The safety of triclabendazole was evaluated in 208 adult and pediatric patients 5 years of age and older who participated in 6 clinical trials for the treatment of fascioliasis and received 10 mg/kg or 20 mg/kg of triclabendazole; of these, 6 patients failed the 10 mg/kg dose and were retreated with 20 mg/kg. The 10 mg/kg dosing regimen is not approved [see Dosage and Administration (2)]. In these trials, 186 patients received a single dose of 10 mg/kg and 28 patients received a dose of 20 mg/kg as two divided doses. Pooled data for adverse reactions reported in more than 2% of the patients in these clinical trials for the 10 mg/kg and 20 mg/kg dosing regimens are presented in Table 1.
|1 Divided doses were given 6-48 hours apart |
2 Abdominal pain upper and abdominal pain
3 Jaundice and ocular icterus
|Adverse Reactions||Triclabendazole 10 mg/kg N = 186, n (%)|| Triclabendazole 20 mg/kg in two divided doses1 |
N = 28, n (%)
|Abdominal pain2||105 (56)||26 (93)|
|Hyperhidrosis||42 (23)||7 (25)|
|Nausea||15 (8)||5 (18)|
|Urticaria||12 (7)||3 (11)|
|Vomiting||11 (6)||2 (7)|
|Headache||11 (6)||4 (14)|
|Pruritus||8 (4)||1 (4)|
|Musculoskeletal chest pain||7 (4)||1 (4)|
|Decreased appetite||6 (3)||5 (18)|
|Chest pain||6 (3)||0|
|Chest discomfort||4 (2)||0|
Adverse reactions reported in less than or equal to 2% of patients who received a total of 10 mg/kg of triclabendazole were constipation, biliary colic, arthralgia, back pain, spinal pain, and chromaturia. Some adverse reactions associated with triclabendazole treatment in fascioliasis, e.g. abdominal pain, biliary colic, and jaundice, could be secondary to the infection and may be more frequent and/or severe in patients with a heavy worm burden.
The safety profile of triclabendazole 20 mg/kg in divided doses in a non-hepatic parasitic infection (N = 104) was generally similar to the safety profile in fascioliasis, except for a lower incidence of post-treatment abdominal pain.
Liver Enzyme Elevations
In clinical studies, up to one third of patients had liver enzyme elevations at baseline, which generally improved post-treatment. Of those with normal liver enzyme values at baseline, 6.8%, 4.5%, 4.2% and 3% of patients had post-treatment elevations in bilirubin, aspartate aminotransferase (AST), alkaline phosphatase (ALP) and alanine aminotransferase (ALT), respectively. Transient increases in liver enzymes and total bilirubin in fascioliasis patients receiving triclabendazole are reported in the literature.
Resistance to triclabendazole has been reported outside the United States [see Microbiology (12.4)].
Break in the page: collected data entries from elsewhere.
// gait-service/src/retention.rs
// ============================================================================
// Module: Retention Sweeper
// Description: Periodic cleanup of service-written artifacts.
// Purpose: Implement spec.md §4.12's per-kind retention: sweep traces,
// runpacks, sessions, and packs older than their configured age or beyond
// their configured count.
// Dependencies: gait-core, gait-schema, std::fs
// ============================================================================

//! ## Overview
//! The teacher's MCP server has no retention sweeper of its own; this
//! module is grounded directly on `spec.md` §4.12's text rather than
//! adapted from a teacher file, using the same atomic-filesystem primitives
//! (`gait_core::fsutil`) the rest of the workspace already relies on for
//! every other directory-scanning operation. [`sweep`] is a pure function
//! over a directory listing so it can be unit-tested without a clock: age
//! is computed from each entry's modification time against a
//! caller-supplied `now`. [`spawn_sweeper`] is the thin `tokio::spawn` loop
//! a running service wraps it in, ticking on a plain `tokio::time::interval`
//! rather than anything clock-driven by request traffic.

use std::fs;
use std::path::Path;
use std::path::PathBuf;
use std::sync::Arc;
use std::time::Duration;
use std::time::SystemTime;

use gait_schema::config::RetentionPolicy;

use crate::state::ServiceState;

/// Interval between retention sweeps of the pack directory.
const SWEEP_INTERVAL: Duration = Duration::from_secs(300);

/// One artifact swept, for reporting.
#[derive(Debug, Clone, PartialEq, Eq)]
pub struct SweptEntry {
    /// Path removed.
    pub path: std::path::PathBuf,
    /// Why it was removed.
    pub reason: SweepReason,
}

/// Why an entry was removed by a sweep.
#[derive(Debug, Clone, Copy, PartialEq, Eq)]
pub enum SweepReason {
    /// The entry exceeded `max_age_secs`.
    Aged,
    /// The entry was beyond `max_count`, oldest-first.
    OverCount,
}

/// Sweeps `dir` under `policy`, removing files that violate the age or
/// count bound. Returns the entries removed.
///
/// # Errors
///
/// Returns an IO error string if the directory cannot be listed or an
/// entry's metadata cannot be read.
pub fn sweep(dir: &Path, policy: &RetentionPolicy, now: SystemTime) -> Result<Vec<SweptEntry>, String> {
    if !dir.exists() {
        return Ok(Vec::new());
    }
    let mut entries: Vec<(std::path::PathBuf, SystemTime)> = fs::read_dir(dir)
        .map_err(|err| err.to_string())?
        .filter_map(Result::ok)
        .filter_map(|entry| {
            let path = entry.path();
            let modified = entry.metadata().ok()?.modified().ok()?;
            Some((path, modified))
        })
        .collect();
    entries.sort_by_key(|(_, modified)| *modified);

    let mut swept = Vec::new();
    let mut survivors = Vec::new();
    for (path, modified) in entries {
        let age = now.duration_since(modified).unwrap_or_default();
        if age.as_secs() > policy.max_age_secs {
            swept.push(SweptEntry { path, reason: SweepReason::Aged });
        } else {
            survivors.push(path);
        }
    }

    if let Some(max_count) = policy.max_count {
        let max_count = usize::try_from(max_count).unwrap_or(usize::MAX);
        if survivors.len() > max_count {
            let overflow = survivors.len() - max_count;
            for path in survivors.drain(..overflow) {
                swept.push(SweptEntry { path, reason: SweepReason::OverCount });
            }
        }
    }

    for entry in &swept {
        let _ = fs::remove_file(&entry.path);
    }
    Ok(swept)
}

/// Spawns the background sweeper required by `spec.md` §4.12: every
/// [`SWEEP_INTERVAL`], sweeps `state.pack_dir` under the `"pack"` retention
/// policy. Runs until the returned handle is dropped or aborted.
#[must_use]
pub fn spawn_sweeper(state: Arc<ServiceState>) -> tokio::task::JoinHandle<()> {
    tokio::spawn(async move {
        let mut ticker = tokio::time::interval(SWEEP_INTERVAL);
        loop {
            ticker.tick().await;
            sweep_once(&state.pack_dir, &state.config.retention_for("pack"));
        }
    })
}

fn sweep_once(dir: &PathBuf, policy: &RetentionPolicy) {
    let _ = sweep(dir, policy, SystemTime::now());
}

#[cfg(test)]
mod tests {
    use std::fs;
    use std::time::Duration;
    use std::time::SystemTime;

    use gait_schema::config::RetentionPolicy;
    use tempfile::tempdir;

    use super::SweepReason;
    use super::sweep;

    #[test]
    fn missing_directory_sweeps_nothing() {
        let policy = RetentionPolicy { max_age_secs: 60, max_count: None };
        let result = sweep(std::path::Path::new("/nonexistent/gait-retention"), &policy, SystemTime::now()).expect("sweep");
        assert!(result.is_empty());
    }

    #[test]
    fn files_older_than_max_age_are_removed() {
        let dir = tempdir().expect("tempdir");
        let old_path = dir.path().join("old.json");
        fs::write(&old_path, b"{}").expect("write");
        let policy = RetentionPolicy { max_age_secs: 10, max_count: None };
        let later = SystemTime::now() + Duration::from_secs(3600);

        let swept = sweep(dir.path(), &policy, later).expect("sweep");
        assert_eq!(swept.len(), 1);
        assert_eq!(swept[0].reason, SweepReason::Aged);
        assert!(!old_path.exists());
    }

    #[test]
    fn entries_beyond_max_count_are_removed_oldest_first() {
        let dir = tempdir().expect("tempdir");
        for index in 0..5 {
            fs::write(dir.path().join(format!("f{index}.json")), b"{}").expect("write");
        }
        let policy = RetentionPolicy { max_age_secs: 3600, max_count: Some(2) };
        let swept = sweep(dir.path(), &policy, SystemTime::now()).expect("sweep");
        assert_eq!(swept.len(), 3);
        assert!(swept.iter().all(|entry| entry.reason == SweepReason::OverCount));
    }

    #[test]
    fn fresh_entries_within_count_survive() {
        let dir = tempdir().expect("tempdir");
        fs::write(dir.path().join("fresh.json"), b"{}").expect("write");
        let policy = RetentionPolicy { max_age_secs: 3600, max_count: Some(5) };
        let swept = sweep(dir.path(), &policy, SystemTime::now()).expect("sweep");
        assert!(swept.is_empty());
    }

    #[test]
    fn sweep_once_removes_an_aged_file() {
        let dir = tempdir().expect("tempdir");
        fs::write(dir.path().join("old.zip"), b"pack").expect("write");
        std::thread::sleep(Duration::from_millis(10));
        let policy = RetentionPolicy { max_age_secs: 0, max_count: None };
        super::sweep_once(&dir.path().to_path_buf(), &policy);
        assert!(fs::read_dir(dir.path()).expect("read_dir").next().is_none());
    }

    #[tokio::test]
    async fn spawn_sweeper_starts_and_can_be_aborted() {
        use gait_schema::config::ServiceConfig;
        use gait_schema::policy::Policy;

        use super::spawn_sweeper;
        use crate::state::ServiceState;

        let pack_dir = tempdir().expect("tempdir");
        let mut config = ServiceConfig::default();
        config.pack_dir = Some(pack_dir.path().to_path_buf());
        let policy = Policy::parse_yaml(b"default_verdict: allow\nrules: []\n").expect("parse");
        let state = ServiceState::new(config, policy, None, std::path::PathBuf::from("/tmp/gait-service-sweeper-test")).shared();

        let handle = spawn_sweeper(state);
        handle.abort();
        let result = handle.await;
        assert!(result.is_err_and(|err| err.is_cancelled()));
    }
}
No specific clinical drug interaction studies have been conducted for triclabendazole. However, in vitro data suggest the potential for increased plasma concentrations of CYP2C19 substrates with concomitant use of triclabendazole [see Clinical Pharmacology (12.3)]. The potential elevation in concentrations of concomitantly used CYP2C19 substrates is expected to be transient based on the short elimination half-life and short treatment duration of triclabendazole.
For those CYP2C19 substrate drugs that require therapeutic monitoring of systemic drug exposures, if the plasma concentrations of the CYP2C19 substrates are elevated during administration of triclabendazole, re-check the plasma concentration of the CYP2C19 substrates after cessation of triclabendazole therapy.